Complément bibliographique | citer cet article

Même si l’on tend intuitivement à associer la vie à des organismes individuels - puisque ce sont les individus qui sont vivants - la continuité du vivant sur Terre exige davantage. En effet, la vie se maintient grâce à l’interaction de nombreux organismes qui fonctionnent collectivement et qui se partagent les ressources physiques et chimiques de leur environnement. En tant que support à la continuité du vivant, tout écosystème se caractérise 1) par une structure (définie par le biotope, ou milieu physique, et la biocénose, ou assemblage d’espèces présentes en un lieu défini) ; 2) par un ensemble de processus dont la fonction est de promouvoir des flux d’énergie et de matière dans le système. Ces flux entretiennent les cycles biogéochimiques essentiels à la vie. Dans sa plus simple expression, un écosystème se compose d’au moins deux espèces : l’une qui produit sa propre nourriture à partir de composés inorganiques présents dans le biotope (typiquement : par photosynthèse), et l’autre qui assure la décomposition des déchets produits par la première. Le troisième ingrédient est toujours la présence d’un milieu fluide (eau, air, ou les deux à la fois). L’homme exprime une préférence pour les écosystèmes dont la composition comporte beaucoup plus que deux espèces. Ceci conduit à de nombreux débats de société sur la biodiversité et sur le patrimoine naturel.
Un écosystème n'a pas de dimension aisément définissable, et ne peut être en cela confondu avec le biome, ou domaine bioclimatique.

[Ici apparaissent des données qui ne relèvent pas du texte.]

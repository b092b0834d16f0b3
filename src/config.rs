// src/config.rs
//
// Options for an S3 filesystem, with environment overrides.

use std::collections::BTreeMap;
use std::env;
use std::sync::Arc;
use std::time::Duration;

use crate::constants::{
    DEFAULT_CONNECT_TIMEOUT, DEFAULT_PART_UPLOAD_SIZE, DEFAULT_REQUEST_TIMEOUT,
    LIST_OBJECTS_MAX_KEYS, MIN_PART_UPLOAD_SIZE,
};
use crate::error::{FsError, Result};
use crate::retry::{AwsDefaultRetryStrategy, AwsStandardRetryStrategy, RetryStrategy, default_retry_strategy};

/// Options for [`crate::S3FileSystem`].
#[derive(Debug, Clone)]
pub struct FsOptions {
    /// AWS region; resolved from the environment/profile chain when `None`.
    pub region: Option<String>,
    /// Endpoint override, e.g. `localhost:9000` or `http://minio:9000`.
    pub endpoint_override: Option<String>,
    /// `http` or `https`; applied to an endpoint override without a scheme.
    pub scheme: String,
    pub force_path_style: bool,
    pub connect_timeout: Duration,
    pub request_timeout: Duration,
    /// PEM bundle of trusted CAs.
    pub tls_ca_file_path: Option<String>,

    /// Policy for retrying errors embedded in successful CompleteMultipartUpload responses.
    pub retry_strategy: Arc<dyn RetryStrategy>,

    /// Whether `create_dir` may create a missing bucket.
    pub allow_bucket_creation: bool,
    /// Whether `delete_dir` may delete a bucket.
    pub allow_bucket_deletion: bool,
    /// Probe for existing entries before creating directory markers.
    pub check_directory_existence_before_creation: bool,

    /// Upload parts and single-request objects on the I/O pool.
    pub background_writes: bool,
    /// Defer the upload decision until close.  When off, a multipart upload is
    /// created as soon as a stream is opened, surfacing permission errors early.
    pub allow_delayed_open: bool,
    /// Metadata for new objects when a stream is opened without any.
    pub default_metadata: BTreeMap<String, String>,
    pub part_size: usize,

    /// Maximum number of remote calls in flight per filesystem.
    pub io_concurrency: usize,
    pub list_max_keys: i32,
}

impl Default for FsOptions {
    fn default() -> Self {
        Self {
            region: None,
            endpoint_override: None,
            scheme: "https".to_string(),
            force_path_style: true,
            connect_timeout: DEFAULT_CONNECT_TIMEOUT,
            request_timeout: DEFAULT_REQUEST_TIMEOUT,
            tls_ca_file_path: None,
            retry_strategy: default_retry_strategy(),
            allow_bucket_creation: false,
            allow_bucket_deletion: false,
            check_directory_existence_before_creation: false,
            background_writes: true,
            allow_delayed_open: false,
            default_metadata: BTreeMap::new(),
            part_size: DEFAULT_PART_UPLOAD_SIZE,
            io_concurrency: (num_cpus::get() * 2).clamp(4, 64),
            list_max_keys: LIST_OBJECTS_MAX_KEYS,
        }
    }
}

fn env_flag(name: &str) -> Option<bool> {
    env::var(name).ok().map(|v| {
        matches!(v.to_lowercase().as_str(), "true" | "1" | "yes" | "on" | "enable")
    })
}

fn env_parse<T: std::str::FromStr>(name: &str) -> Option<T> {
    env::var(name).ok().and_then(|s| s.parse().ok())
}

fn env_string(name: &str) -> Option<String> {
    env::var(name).ok().filter(|s| !s.is_empty())
}

impl FsOptions {
    /// Options from `.env` and the process environment.
    ///
    /// Reads `AWS_REGION`, `AWS_ENDPOINT_URL`, `AWS_CA_BUNDLE_PATH` and the
    /// `S3FS_*` overrides.
    pub fn from_env() -> Self {
        dotenvy::dotenv().ok();
        let mut opts = Self::default();

        opts.region = env_string("AWS_REGION").or_else(|| env_string("AWS_DEFAULT_REGION"));
        opts.endpoint_override = env_string("AWS_ENDPOINT_URL");
        opts.tls_ca_file_path = env_string("AWS_CA_BUNDLE_PATH");
        if let Some(scheme) = env_string("S3FS_SCHEME") {
            opts.scheme = scheme;
        }
        if let Some(secs) = env_parse::<u64>("S3FS_CONNECT_TIMEOUT_SECS") {
            opts.connect_timeout = Duration::from_secs(secs);
        }
        if let Some(secs) = env_parse::<u64>("S3FS_OPERATION_TIMEOUT_SECS") {
            opts.request_timeout = Duration::from_secs(secs);
        }
        if let Some(v) = env_flag("S3FS_ALLOW_BUCKET_CREATION") {
            opts.allow_bucket_creation = v;
        }
        if let Some(v) = env_flag("S3FS_ALLOW_BUCKET_DELETION") {
            opts.allow_bucket_deletion = v;
        }
        if let Some(v) = env_flag("S3FS_CHECK_DIRECTORY_EXISTENCE") {
            opts.check_directory_existence_before_creation = v;
        }
        if let Some(v) = env_flag("S3FS_BACKGROUND_WRITES") {
            opts.background_writes = v;
        }
        if let Some(v) = env_flag("S3FS_ALLOW_DELAYED_OPEN") {
            opts.allow_delayed_open = v;
        }
        if let Some(n) = env_parse::<usize>("S3FS_IO_CONCURRENCY") {
            opts.io_concurrency = n;
        }
        if let Some(n) = env_parse::<usize>("S3FS_PART_SIZE") {
            opts.part_size = n;
        }
        match env_string("S3FS_RETRY_STRATEGY").as_deref() {
            Some("standard") => {
                let attempts = env_parse("S3FS_RETRY_MAX_ATTEMPTS").unwrap_or(3);
                opts.retry_strategy = Arc::new(AwsStandardRetryStrategy::new(attempts));
            }
            Some("default") | None => {
                if let Some(attempts) = env_parse("S3FS_RETRY_MAX_ATTEMPTS") {
                    opts.retry_strategy = Arc::new(AwsDefaultRetryStrategy::new(attempts));
                }
            }
            Some(other) => tracing::warn!("ignoring unknown S3FS_RETRY_STRATEGY '{}'", other),
        }
        opts
    }

    pub fn with_region(mut self, region: impl Into<String>) -> Self {
        self.region = Some(region.into());
        self
    }

    pub fn with_endpoint(mut self, endpoint: impl Into<String>) -> Self {
        self.endpoint_override = Some(endpoint.into());
        self
    }

    pub fn with_retry_strategy(mut self, strategy: Arc<dyn RetryStrategy>) -> Self {
        self.retry_strategy = strategy;
        self
    }

    pub fn with_background_writes(mut self, enabled: bool) -> Self {
        self.background_writes = enabled;
        self
    }

    pub fn with_delayed_open(mut self, enabled: bool) -> Self {
        self.allow_delayed_open = enabled;
        self
    }

    pub fn with_bucket_creation(mut self, enabled: bool) -> Self {
        self.allow_bucket_creation = enabled;
        self
    }

    pub fn with_bucket_deletion(mut self, enabled: bool) -> Self {
        self.allow_bucket_deletion = enabled;
        self
    }

    pub fn with_existence_check(mut self, enabled: bool) -> Self {
        self.check_directory_existence_before_creation = enabled;
        self
    }

    pub fn with_part_size(mut self, part_size: usize) -> Self {
        self.part_size = part_size;
        self
    }

    pub fn with_io_concurrency(mut self, n: usize) -> Self {
        self.io_concurrency = n;
        self
    }

    pub fn with_default_metadata(mut self, metadata: BTreeMap<String, String>) -> Self {
        self.default_metadata = metadata;
        self
    }

    /// Region to use for bucket creation and the client.
    pub fn effective_region(&self) -> &str {
        self.region.as_deref().unwrap_or(crate::constants::DEFAULT_REGION)
    }

    /// Endpoint URL with the configured scheme applied when missing.
    pub fn endpoint_url(&self) -> Result<Option<String>> {
        if self.scheme != "http" && self.scheme != "https" {
            return Err(FsError::Invalid(format!(
                "Invalid S3 connection scheme '{}'",
                self.scheme
            )));
        }
        Ok(self.endpoint_override.as_ref().map(|ep| {
            if ep.contains("://") {
                ep.clone()
            } else {
                format!("{}://{}", self.scheme, ep)
            }
        }))
    }

    /// Check option values that do not depend on the endpoint.
    ///
    /// `part_size` may go below the AWS minimum so tests can exercise
    /// multipart logic with small payloads; a warning is logged instead.
    pub fn validate(&self) -> Result<()> {
        if self.part_size == 0 {
            return Err(FsError::Invalid("part_size must be > 0".into()));
        }
        if self.part_size < MIN_PART_UPLOAD_SIZE {
            tracing::warn!(
                "part_size {} is below the S3 minimum of {} bytes; only in-memory stores accept it",
                self.part_size,
                MIN_PART_UPLOAD_SIZE
            );
        }
        if self.list_max_keys <= 0 {
            return Err(FsError::Invalid("list_max_keys must be > 0".into()));
        }
        self.endpoint_url()?;
        Ok(())
    }
}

Le climat, en effet, reste le facteur le plus influent dans la répartition des formes du vivant, et la règle de similitude climatique permet de classer les biomes de la planète suivant un double gradient de température (de l’équateur vers les pôles) et de pluviométrie (du sec vers l’humide). La notion de biome repose ainsi sur le principe selon lequel des espèces sans parenté génétique exercent la même fonction écosystémique (pollinisation, prédation, etc.) dans des espaces géographiques différents, sur des continents différents. Cette matrice température / pluviométrie permet de découper la Terre en 17 biomes (forêt tempérée, toundra, etc.). Le biome est donc approximativement cartographiable ; l’écosystème beaucoup moins. L’écosystème met l’accent sur une unité d’action plus qu’une unité de lieu. Ce qui assemble ou apparente les espèces d’une biocénose, ce sont les chaînes trophiques : la dynamique de l’écosystème repose sur les interactions que sont la prédation, la symbiose, la reproduction, avec des conséquences, par exemple, en matière d’épidémiologie.

La maladie de Lyme dans les forêts du plateau des Allegheny (Pennsylvanie) :
éclairages écosystémiques d’un enjeu épidémiologique

Sources : Wikimedia Commons

  La tique [Ixodes ricinus] (4), vectrice de la maladie de Lyme, a pour proie la souris à pattes blanches [Peromyscus leucopus] (2) et le cerf de Virginie [Odocoileus virginianus] (5). Les feuilles de chêne [Quercus sp.] (1) sont la proie du cerf (5) et de la chenille du bombyx [Bombyx sp.] (3), et les glands (1) sont une base alimentaire importante pour la souris (2). Les années à forte production de glands correspondent à des pics démographiques parmi les souris, tandis que les années de poussée démographique du bombyx (une espèce introduite en 1868 par un naturaliste français) correspondent en général aux années de surmortalité des souris qui trouvent moins de glands. Dans ces conditions, la défoliation des chênes par les bombyx est massive (6 ; noter les arbres transformés en cure-dents jusqu’à mi-pente, avec des amorces de refoliation sur le plateau). Cependant, les souris mangent aussi les larves du bombyx. Donc plus il y a de souris, moins il y a de papillons, mais plus on trouvera de tiques. En termes de gestion de cet écosystème par l’homme, quel état du système, et donc quels paysages, faut-il préférer ? Ces liens systémiques comportant des rétroactions démontrent les cinq caractéristiques de base de tout écosystème : (i) tous les organismes vivants de la chênaie dépendent des constituants inorganiques en présence (eau, sol, air, lumière qui permet la photosynthèse) ; (ii) en retour, les espèces vivantes exercent une influence sur les composants inorganiques : par exemple, en années de forte défoliation des arbres, davantage de lumière atteint le sous-bois ; (iii) les organismes vivants interagissent dans un état d’interdépendance où il est impossible de changer une variable sans en modifier plusieurs autres ; (iv) le système est dynamique, soumis en permanence au changement, et la plupart des espèces tirent profit des changements qui s’opèrent (souvent à tour de rôle, suivant des cycles) - ici à partir de la variabilité interannuelle de productivité des chênes ; (v) la gestion d’un écosystème implique nécessairement des compromis, des choix : ici, gérer la forêt en vue de limiter la maladie de Lyme pour les promeneurs, chasseurs, naturalistes, etc. implique d’accepter d’exposer la forêt à un plus fort risque de défoliation massive… par une espèce qui est au départ invasive.  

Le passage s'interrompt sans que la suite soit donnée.